A U.S. Army major general who later shaped young minds as a university leader and professor of sociology.
Charles A. Hines built a life of service that transitioned seamlessly from military command to academic leadership. His Army career spanned a transformative period in the mid-20th century, seeing him rise to the rank of major general, a role demanding strategic oversight and personnel management. Upon retiring from uniformed service, Hines did not retreat from public life but redirected his energies into education. He took on senior administrative roles at the university level, where he applied his organizational experience to the challenges of campus governance. Concurrently, he pursued an intellectual passion, teaching sociology. This second act allowed him to explore and instruct on the very structures of human society, a fitting pursuit for someone who had spent decades within one of its most structured institutions. His legacy is thus a dual one: of a military officer who attained high rank and of an educator who invested in the next generation's understanding of the social world.
1928–1945
Born between the Depression and the end of WWII. Too young to fight, old enough to remember. They became the conformist middle managers of the 1950s — and the civil rights leaders who quietly dismantled Jim Crow.

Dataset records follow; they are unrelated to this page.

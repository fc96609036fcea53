//! Session state: anchors the command stream to one monotonic clock and
//! turns decoded commands into per-axis tracks.
//!
//! Coordinate frame: origin is both axes at mechanical zero, +x right,
//! +y down, translation only. Motor 0 drives X, motor 1 drives Y. All
//! queries answer in steps; the export layer converts to meters.

use rail_motion::protocols::host_link::{Command, CommandMode, FrameDecoder, MagnitudeUnit};

use crate::segment::AxisTrack;

/// Per-axis geometry and wire-direction mapping.
#[derive(Clone, Copy, Debug)]
pub struct AxisConfig {
    /// Rail meters per motor step.
    pub step_m: f64,
    /// Velocity sign when the frame's direction bit is 0.
    pub dir_bit0_sign: f64,
    /// Velocity sign when the frame's direction bit is 1.
    pub dir_bit1_sign: f64,
}

impl Default for AxisConfig {
    fn default() -> Self {
        // 0.5 m of travel over 320 000 microsteps
        Self {
            step_m: 0.5 / 320_000.0,
            dir_bit0_sign: 1.0,
            dir_bit1_sign: -1.0,
        }
    }
}

/// Reconstructs the continuous rail pose from the raw frames sent to the
/// device, given each frame's send timestamp on one monotonic clock.
pub struct RailSession {
    decoder: FrameDecoder,
    session_start: Option<f64>,
    preset_steps: (f64, f64),
    axes: [AxisTrack; 2],
    configs: [AxisConfig; 2],
    z_m: f64,
}

impl RailSession {
    pub fn new() -> Self {
        Self::with_magnitude_unit(MagnitudeUnit::Milliseconds)
    }

    /// Session for a link running a firmware revision with a different
    /// time-bounded magnitude unit.
    pub fn with_magnitude_unit(unit: MagnitudeUnit) -> Self {
        Self {
            decoder: FrameDecoder::with_magnitude_unit(unit),
            session_start: None,
            preset_steps: (0.0, 0.0),
            axes: [AxisTrack::new(), AxisTrack::new()],
            configs: [AxisConfig::default(); 2],
            z_m: 0.0,
        }
    }

    pub fn set_axis_config(&mut self, axis: usize, config: AxisConfig) {
        self.configs[axis] = config;
    }

    pub fn axis_config(&self, axis: usize) -> &AxisConfig {
        &self.configs[axis]
    }

    pub fn set_z(&mut self, z_m: f64) {
        self.z_m = z_m;
    }

    pub fn z_m(&self) -> f64 {
        self.z_m
    }

    pub fn axis(&self, axis: usize) -> &AxisTrack {
        &self.axes[axis]
    }

    /// Anchor the session clock. With `None` the anchor is taken from the
    /// first fed frame instead.
    pub fn start(&mut self, t_abs: Option<f64>) {
        if let Some(t) = t_abs {
            self.session_start = Some(t);
        }
    }

    /// Static offset added to every query; generates no motion.
    pub fn set_preset_steps(&mut self, x0: f64, y0: f64) {
        self.preset_steps = (x0, y0);
    }

    /// Ingest one sent packet with its send timestamp. Returns the decoded
    /// command, or `None` when the bytes do not complete a frame. Multiple
    /// frames in one packet all take effect at the same timestamp; the last
    /// one is returned.
    pub fn feed(&mut self, t_send_abs: f64, packet: &[u8]) -> Option<Command> {
        let start = *self.session_start.get_or_insert(t_send_abs);
        let t_rel = (t_send_abs - start).max(0.0);

        let mut decoded = Vec::new();
        self.decoder.feed(packet, &mut |cmd| decoded.push(cmd));
        for cmd in &decoded {
            self.apply(*cmd, t_rel);
        }
        decoded.last().copied()
    }

    fn apply(&mut self, cmd: Command, t_rel: f64) {
        for axis in 0..2u8 {
            if !cmd.selects(axis) {
                continue;
            }
            let config = &self.configs[axis as usize];
            let sign = if cmd.direction_bit(axis) {
                config.dir_bit1_sign
            } else {
                config.dir_bit0_sign
            };
            let velocity = sign * cmd.speed_hz as f64;
            let duration = match cmd.mode {
                CommandMode::TimeBounded => cmd.magnitude as f64 / 1_000.0,
                // speed is clamped >= 1 Hz at decode
                CommandMode::StepBounded => cmd.magnitude as f64 / cmd.speed_hz as f64,
            };
            self.axes[axis as usize].append(t_rel, velocity, duration);
        }
    }

    /// Pose in steps at a session-relative time. Before the first command
    /// an axis sits at its preset offset; after its last it holds the
    /// terminal position.
    pub fn pose_at(&self, t_rel: f64) -> (f64, f64) {
        let x = self.axes[0].position_at(t_rel).unwrap_or(0.0) + self.preset_steps.0;
        let y = self.axes[1].position_at(t_rel).unwrap_or(0.0) + self.preset_steps.1;
        (x, y)
    }

    /// Batched [`pose_at`](Self::pose_at), typically over the radar frame
    /// timestamps.
    pub fn sample(&self, times_rel: &[f64]) -> Vec<(f64, f64)> {
        times_rel.iter().map(|&t| self.pose_at(t)).collect()
    }

    /// When the last commanded motion ends, relative to the anchor.
    pub fn end_time(&self) -> f64 {
        self.axes[0].end_time().max(self.axes[1].end_time())
    }
}

impl Default for RailSession {
    fn default() -> Self {
        Self::new()
    }
}

#[cfg(test)]
mod tests {
    use super::*;

    pub(crate) fn frame(header: u8, motors: u8, dirs: u8, hz: i32, magnitude: i32) -> [u8; 11] {
        let mut out = [0u8; 11];
        out[0] = header;
        out[1] = motors;
        out[2] = dirs;
        out[3..7].copy_from_slice(&hz.to_le_bytes());
        out[7..11].copy_from_slice(&magnitude.to_le_bytes());
        out
    }

    #[test]
    fn overwrite_splices_the_velocity_at_the_send_time() {
        let mut session = RailSession::new();
        session.start(Some(0.0));
        // +x at 1000 Hz for 2 s, then at t=1 s: -x at 500 Hz for 2 s
        session.feed(0.0, &frame(0xBF, 0x01, 0x00, 1_000, 2_000)).unwrap();
        session.feed(1.0, &frame(0xBF, 0x01, 0x01, 500, 2_000)).unwrap();
        assert_eq!(session.pose_at(0.5).0, 500.0);
        assert_eq!(session.pose_at(1.5).0, 750.0);
        assert_eq!(session.pose_at(3.0).0, 0.0);
        assert_eq!(session.pose_at(5.0).0, 0.0);
    }

    #[test]
    fn a_zero_duration_command_freezes_the_axis() {
        let mut session = RailSession::new();
        session.start(Some(10.0));
        session.feed(10.0, &frame(0xBF, 0x01, 0x00, 1_000, 2_000)).unwrap();
        session.feed(11.0, &frame(0xBF, 0x01, 0x00, 1, 0)).unwrap();
        assert_eq!(session.pose_at(0.5).0, 500.0);
        assert_eq!(session.pose_at(1.0).0, 1_000.0);
        assert_eq!(session.pose_at(5.0).0, 1_000.0);
    }

    #[test]
    fn step_bounded_commands_derive_their_duration_from_the_speed() {
        let mut session = RailSession::new();
        session.start(Some(0.0));
        // 200 pulses at 800 Hz = 0.25 s of motion
        session.feed(0.0, &frame(0xAF, 0x01, 0x00, 800, 200)).unwrap();
        assert_eq!(session.pose_at(0.125).0, 100.0);
        assert_eq!(session.pose_at(0.25).0, 200.0);
        assert_eq!(session.pose_at(1.0).0, 200.0);
        assert_eq!(session.end_time(), 0.25);
    }

    #[test]
    fn one_frame_can_drive_both_axes_with_independent_signs() {
        let mut session = RailSession::new();
        session.start(Some(0.0));
        // both motors, motor 0 bit set (reverse), motor 1 bit clear (forward)
        session.feed(0.0, &frame(0xBF, 0x03, 0x01, 1_000, 1_000)).unwrap();
        let (x, y) = session.pose_at(1.0);
        assert_eq!(x, -1_000.0);
        assert_eq!(y, 1_000.0);
    }

    #[test]
    fn pose_matches_an_independent_integration() {
        let mut session = RailSession::new();
        session.start(Some(0.0));
        let commands: [(f64, i32, bool, i32); 3] =
            [(0.0, 1_000, false, 3_000), (1.2, 400, true, 2_000), (4.0, 250, false, 1_000)];
        for &(t, hz, reverse, ms) in &commands {
            let dirs = if reverse { 0x01 } else { 0x00 };
            session.feed(t, &frame(0xBF, 0x01, dirs, hz, ms)).unwrap();
        }
        // reference: integrate the overwrite semantics directly
        let reference = |t: f64| -> f64 {
            let spans = [
                (0.0, 1.2, 1_000.0),  // first command, cut short at 1.2
                (1.2, 3.2, -400.0),   // second runs its full 2 s
                (3.2, 4.0, 0.0),      // idle
                (4.0, 5.0, 250.0),    // third
            ];
            let mut x = 0.0;
            for (a, b, v) in spans {
                if t <= a {
                    break;
                }
                x += v * (t.min(b) - a);
            }
            x
        };
        for t in [0.0, 0.3, 1.1999, 1.2, 2.0, 3.2, 3.7, 4.5, 5.0, 9.0] {
            let (x, _) = session.pose_at(t);
            assert!((x - reference(t)).abs() < 1e-6, "t={t}: {x} vs {}", reference(t));
        }
    }

    #[test]
    fn preset_offsets_apply_without_generating_motion() {
        let mut session = RailSession::new();
        session.start(Some(0.0));
        session.set_preset_steps(123.0, -45.0);
        for t in [0.0, 0.5, 100.0] {
            assert_eq!(session.pose_at(t), (123.0, -45.0));
        }
        // and they simply shift real motion
        session.feed(0.0, &frame(0xAF, 0x01, 0x00, 100, 100)).unwrap();
        assert_eq!(session.pose_at(1.0).0, 223.0);
    }

    #[test]
    fn the_anchor_defaults_to_the_first_fed_frame() {
        let mut session = RailSession::new();
        session.feed(55.0, &frame(0xBF, 0x01, 0x00, 1_000, 1_000)).unwrap();
        assert_eq!(session.pose_at(0.5).0, 500.0);
    }

    #[test]
    fn garbage_packets_decode_to_nothing() {
        let mut session = RailSession::new();
        assert!(session.feed(0.0, &[0x00, 0x13, 0x37]).is_none());
        assert_eq!(session.pose_at(1.0), (0.0, 0.0));
    }

    #[test]
    fn a_frame_split_across_packets_lands_on_completion() {
        let mut session = RailSession::new();
        let bytes = frame(0xAF, 0x01, 0x00, 800, 200);
        assert!(session.feed(0.0, &bytes[..5]).is_none());
        // completes on the second packet, so it takes effect at t=2
        let cmd = session.feed(2.0, &bytes[5..]).unwrap();
        assert_eq!(cmd.speed_hz, 800);
        assert_eq!(session.pose_at(2.25).0, 200.0);
    }
}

Charles was born in 1935, placing them squarely in The Silent Generation. The events that shaped this generation — world wars, depression, and rapid industrialization — shaped the world they entered and the choices available to them.
The biggest hits of 1935
#1 Movie
Mutiny on the Bounty
Best Picture
Mutiny on the Bounty
The world at every milestone
Social Security Act signed into law
The Blitz: Germany bombs London
Israel declares independence; Berlin Blockade begins
First color TV broadcast in the US
DNA structure discovered by Watson and Crick
Elvis Presley appears on The Ed Sullivan Show
US sends combat troops to Vietnam
Fall of Saigon ends the Vietnam War
Live Aid concerts raise money for Ethiopian famine
Oklahoma City bombing; Windows 95 released
Hurricane Katrina devastates New Orleans; YouTube launches
Edward Snowden reveals NSA surveillance programs
His full name was Charles Alfonso Hines.
He lived through both World War II and the Cold War era during his military service.
His post-military work in academia bridged the often-separate worlds of the military and higher education.
“A soldier's first duty is to the soldier next to him.”